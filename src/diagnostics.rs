//! Severity-tagged diagnostics and the final validation verdict.

use std::collections::BTreeSet;

use serde::{Deserialize, Serialize};

const RESET: &str = "\x1b[0m";

/// How bad a finding is. Only [`Severity::Error`] affects validity.
#[derive(Debug, Clone, Copy, PartialEq, Eq, Hash, PartialOrd, Ord, Serialize, Deserialize)]
#[serde(rename_all = "lowercase")]
pub enum Severity {
    Info,
    Warning,
    Error,
}

impl Severity {
    /// ANSI prefix used by [`Diagnostic::coloured`]. Info stays uncoloured.
    fn colour(self) -> Option<&'static str> {
        match self {
            Severity::Info => None,
            Severity::Warning => Some("\x1b[33m"), // yellow
            Severity::Error => Some("\x1b[31m"),   // red
        }
    }
}

impl std::fmt::Display for Severity {
    fn fmt(&self, f: &mut std::fmt::Formatter<'_>) -> std::fmt::Result {
        let label = match self {
            Severity::Info => "info",
            Severity::Warning => "warning",
            Severity::Error => "error",
        };
        f.write_str(label)
    }
}

/// One finding produced while replaying a plan.
#[derive(Debug, Clone, PartialEq, Eq, Serialize, Deserialize)]
pub struct Diagnostic {
    pub severity: Severity,
    pub message: String,
}

impl Diagnostic {
    pub fn new(severity: Severity, message: impl Into<String>) -> Self {
        Self {
            severity,
            message: message.into(),
        }
    }

    pub fn info(message: impl Into<String>) -> Self {
        Self::new(Severity::Info, message)
    }

    pub fn warning(message: impl Into<String>) -> Self {
        Self::new(Severity::Warning, message)
    }

    pub fn error(message: impl Into<String>) -> Self {
        Self::new(Severity::Error, message)
    }

    pub fn is_error(&self) -> bool {
        self.severity == Severity::Error
    }

    /// The message wrapped in terminal colour codes for its severity.
    pub fn coloured(&self) -> String {
        match self.severity.colour() {
            Some(code) => format!("{code}{}{RESET}", self.message),
            None => self.message.clone(),
        }
    }
}

impl std::fmt::Display for Diagnostic {
    fn fmt(&self, f: &mut std::fmt::Formatter<'_>) -> std::fmt::Result {
        write!(f, "[{}] {}", self.severity, self.message)
    }
}

/// Outcome of validating one candidate solution.
#[derive(Debug, Clone, PartialEq, Eq, Serialize, Deserialize)]
pub struct ValidationResult {
    pub valid: bool,
    pub logs: Vec<Diagnostic>,
    /// Raw facts that some parsing layer consumed.
    pub recognized: BTreeSet<String>,
}

impl ValidationResult {
    pub fn errors(&self) -> impl Iterator<Item = &Diagnostic> {
        self.logs.iter().filter(|d| d.is_error())
    }

    pub fn count(&self, severity: Severity) -> usize {
        self.logs.iter().filter(|d| d.severity == severity).count()
    }
}

#[cfg(test)]
mod tests {
    use super::*;

    #[test]
    fn info_is_not_coloured() {
        assert_eq!(Diagnostic::info("fine").coloured(), "fine");
    }

    #[test]
    fn errors_are_red() {
        assert_eq!(Diagnostic::error("bad").coloured(), "\x1b[31mbad\x1b[0m");
        assert_eq!(Diagnostic::warning("odd").coloured(), "\x1b[33modd\x1b[0m");
    }

    #[test]
    fn serializes_severity_in_lowercase() {
        let json = serde_json::to_string(&Diagnostic::warning("x")).expect("serialize");
        assert_eq!(json, r#"{"severity":"warning","message":"x"}"#);
    }
}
####
Directions for this task: The records above are to be duplicated in full and exactly.

Reply:
filename src/diagnostics.rs
//! Severity-tagged diagnostics and the final validation verdict.

use std::collections::BTreeSet;

use serde::{Deserialize, Serialize};

const RESET: &str = "\x1b[0m";

/// How bad a finding is. Only [`Severity::Error`] affects validity.
#[derive(Debug, Clone, Copy, PartialEq, Eq, Hash, PartialOrd, Ord, Serialize, Deserialize)]
#[serde(rename_all = "lowercase")]
pub enum Severity {
    Info,
    Warning,
    Error,
}

impl Severity {
    /// ANSI prefix used by [`Diagnostic::coloured`]. Info stays uncoloured.
    fn colour(self) -> Option<&'static str> {
        match self {
            Severity::Info => None,
            Severity::Warning => Some("\x1b[33m"), // yellow
            Severity::Error => Some("\x1b[31m"),   // red
        }
    }
}

impl std::fmt::Display for Severity {
    fn fmt(&self, f: &mut std::fmt::Formatter<'_>) -> std::fmt::Result {
        let label = match self {
            Severity::Info => "info",
            Severity::Warning => "warning",
            Severity::Error => "error",
        };
        f.write_str(label)
    }
}

/// One finding produced while replaying a plan.
#[derive(Debug, Clone, PartialEq, Eq, Serialize, Deserialize)]
pub struct Diagnostic {
    pub severity: Severity,
    pub message: String,
}

impl Diagnostic {
    pub fn new(severity: Severity, message: impl Into<String>) -> Self {
        Self {
            severity,
            message: message.into(),
        }
    }

    pub fn info(message: impl Into<String>) -> Self {
        Self::new(Severity::Info, message)
    }

    pub fn warning(message: impl Into<String>) -> Self {
        Self::new(Severity::Warning, message)
    }

    pub fn error(message: impl Into<String>) -> Self {
        Self::new(Severity::Error, message)
    }

    pub fn is_error(&self) -> bool {
        self.severity == Severity::Error
    }

    /// The message wrapped in terminal colour codes for its severity.
    pub fn coloured(&self) -> String {
        match self.severity.colour() {
            Some(code) => format!("{code}{}{RESET}", self.message),
            None => self.message.clone(),
        }
    }
}

impl std::fmt::Display for Diagnostic {
    fn fmt(&self, f: &mut std::fmt::Formatter<'_>) -> std::fmt::Result {
        write!(f, "[{}] {}", self.severity, self.message)
    }
}

/// Outcome of validating one candidate solution.
#[derive(Debug, Clone, PartialEq, Eq, Serialize, Deserialize)]
pub struct ValidationResult {
    pub valid: bool,
    pub logs: Vec<Diagnostic>,
    /// Raw facts that some parsing layer consumed.
    pub recognized: BTreeSet<String>,
}

impl ValidationResult {
    pub fn errors(&self) -> impl Iterator<Item = &Diagnostic> {
        self.logs.iter().filter(|d| d.is_error())
    }

    pub fn count(&self, severity: Severity) -> usize {
        self.logs.iter().filter(|d| d.severity == severity).count()
    }
}

#[cfg(test)]
mod tests {
    use super::*;

    #[test]
    fn info_is_not_coloured() {
        assert_eq!(Diagnostic::info("fine").coloured(), "fine");
    }

    #[test]
    fn errors_are_red() {
        assert_eq!(Diagnostic::error("bad").coloured(), "\x1b[31mbad\x1b[0m");
        assert_eq!(Diagnostic::warning("odd").coloured(), "\x1b[33modd\x1b[0m");
    }

    #[test]
    fn serializes_severity_in_lowercase() {
        let json = serde_json::to_string(&Diagnostic::warning("x")).expect("serialize");
        assert_eq!(json, r#"{"severity":"warning","message":"x"}"#);
    }
}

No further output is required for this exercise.